For these reasons it's no surprise that HTRK's Jonnine Standish has turned out one of the most beautiful quarantine albums yet. She recorded her new tape for Boomkat, Blue Hills, at home in the lush Dandenong Ranges an hour outside of Melbourne in the home she shares with her husband, Conrad Standish (of CS + Kreme). The spare, bass guitar-driven pop songs are full of melodies that Jonnine might sing while going through her daily stay-at-home routine, drifting from room to room like a ghost.
As we heard on last year's excellent HTRK full-length, the skeletal indie-style Venus In Leo, some light is beginning to seep into the HTRK universe. "It's not as sad anymore because we're not as sad," is how Standish put it in an interview with Kaput. Much of Blue Hills feels sunny and airy by HTRK standards. The backing vocals on tracks like "Can You Get Me There" are downright playful. The spare instrumentation—melodic bass guitar, snare drum, queasy synth and oblique orchestration—means many of these songs sound somewhere between a shambolic marching band and a lysergic doo-wop song, Standish layering her own vocals in a bizarre round.
Lyrically, this material is among Standish's strongest to date. On the lurching title track she juxtaposes a private conversation, "You're the best thing that I've had / because you want all the things that I have," with evocative descriptions of setting. "And when the birds sing, they sing just for you... they live in blue hills." She also inserts a subtle motif via the falsetto backing vocals that pop up on "Can You Get Me There," and later on the dreamy, resigned closer "Let The Waves Roll." On both songs, Standish plays her own Motown-backing singers, piping in "walking on... a tightrope," an apt metaphor for a pandemic if there ever was one.

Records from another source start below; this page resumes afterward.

//! Process scanning, top-N sampling, and quantile sketching.
//!
//! See the crate-level modules for the three subsystems: [`collect`] (the
//! platform probe boundary and scan loop), [`sampler`] (the top-N sampler),
//! and [`sketch`] ([`sketch::Sketch`], the DDSketch quantile estimator).

pub mod collect;
pub mod diagnostics;
pub mod exit_codes;
pub mod heap;
pub mod logging;
pub mod metrics;
pub mod registry;
pub mod sampler;
pub mod score;
pub mod sketch;

pub use diagnostics::{DiagnosticEvent, DiagnosticSink};
pub use exit_codes::ExitCode;
pub use heap::{HeapItem, IndexedMinHeap, InsertOutcome};
pub use metrics::Metrics;
pub use registry::{Consumer, ConsumerRegistry};
pub use sampler::{TopNSampler, UpdateReport};
pub use sketch::{Sketch, SketchParams};

use pt_config::TelemetryConfig;

/// Wires the scanner, sampler, and a diagnostic channel from a single
/// resolved configuration. Library consumers needing more control (custom
/// probes, multiple sketches, their own consumer set) should construct the
/// pieces directly instead of going through this convenience type.
pub struct Telemetry {
    pub sampler: TopNSampler,
    pub registry: ConsumerRegistry,
    pub diagnostics_rx: std::sync::mpsc::Receiver<DiagnosticEvent>,
}

impl Telemetry {
    pub fn new(cfg: &TelemetryConfig) -> Self {
        let (sink, diagnostics_rx) = diagnostics::channel(64);
        let sampler = TopNSampler::new(cfg.sampler.clone(), sink);
        let registry = ConsumerRegistry::new(64);
        Self {
            sampler,
            registry,
            diagnostics_rx,
        }
    }

    pub fn sketch_params(cfg: &TelemetryConfig) -> SketchParams {
        SketchParams {
            alpha: cfg.sketch.gamma,
            collapse_limit: cfg.sketch.collapse_limit,
            density_factor: cfg.sketch.density_factor,
            allow_negative: false,
        }
    }
}
//! Exponential moving average with an explicit smoothing factor.

/// An exponential moving average over `f64` samples.
///
/// `alpha` is the weight given to the new sample on each update; the
/// previous average carries weight `1 - alpha`. `alpha` closer to 1 tracks
/// the latest sample more closely; closer to 0 smooths harder.
#[derive(Debug, Clone, Copy)]
pub struct Ema {
    alpha: f64,
    value: Option<f64>,
}

impl Ema {
    /// Create a new, empty EMA with the given smoothing factor.
    ///
    /// `alpha` is clamped to `[0.0, 1.0]`.
    pub fn new(alpha: f64) -> Self {
        Self {
            alpha: alpha.clamp(0.0, 1.0),
            value: None,
        }
    }

    /// Feed a new sample, updating and returning the current average.
    ///
    /// The first sample seeds the average directly.
    pub fn update(&mut self, sample: f64) -> f64 {
        let next = match self.value {
            Some(prev) => self.alpha * sample + (1.0 - self.alpha) * prev,
            None => sample,
        };
        self.value = Some(next);
        next
    }

    /// Current average, or `None` if no sample has been observed yet.
    pub fn value(&self) -> Option<f64> {
        self.value
    }

    /// Current average, defaulting to `0.0` if empty.
    pub fn value_or_zero(&self) -> f64 {
        self.value.unwrap_or(0.0)
    }

    /// Reset to the empty state.
    pub fn reset(&mut self) {
        self.value = None;
    }
}

#[cfg(test)]
mod tests {
    use super::*;

    #[test]
    fn first_sample_seeds_value() {
        let mut ema = Ema::new(0.3);
        assert_eq!(ema.update(10.0), 10.0);
    }

    #[test]
    fn converges_toward_constant_input() {
        let mut ema = Ema::new(0.3);
        ema.update(0.0);
        for _ in 0..200 {
            ema.update(100.0);
        }
        assert!((ema.value_or_zero() - 100.0).abs() < 1e-3);
    }

    #[test]
    fn matches_hand_computed_step() {
        let mut ema = Ema::new(0.7);
        ema.update(1.0);
        let v = ema.update(2.0);
        assert!((v - (0.7 * 2.0 + 0.3 * 1.0)).abs() < 1e-12);
    }

    #[test]
    fn alpha_is_clamped() {
        let ema = Ema::new(5.0);
        assert_eq!(ema.alpha, 1.0);
        let ema = Ema::new(-1.0);
        assert_eq!(ema.alpha, 0.0);
    }
}
//! Process collection: the platform probe boundary, the snapshot data
//! model, and the scan loop that diffs successive probe results.

pub mod probe;
pub mod scanner;
pub mod snapshot;

pub use probe::{MockProbe, PlatformProbe};
pub use scanner::{CancelToken, ChangeSet, Scanner};
pub use snapshot::{ProcessSnapshot, ProcessState};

While Standish began releasing her therapist-encouraged solo music on last year's Super Natural 12-inch, it's on Blue Hills that she truly strikes out on her own. Only the mantra-like "I Chase You Like Light On A Sundial" co-opts HTRK's trademark narcotic Roland beats and gloomy, synth-driven atmosphere. Mostly, Standish forges into new, related territory, peppering her concise songs with impromptu shards of vocals, guitar, synth and piano. It's achingly beautiful and a little sad, just like you'd expect.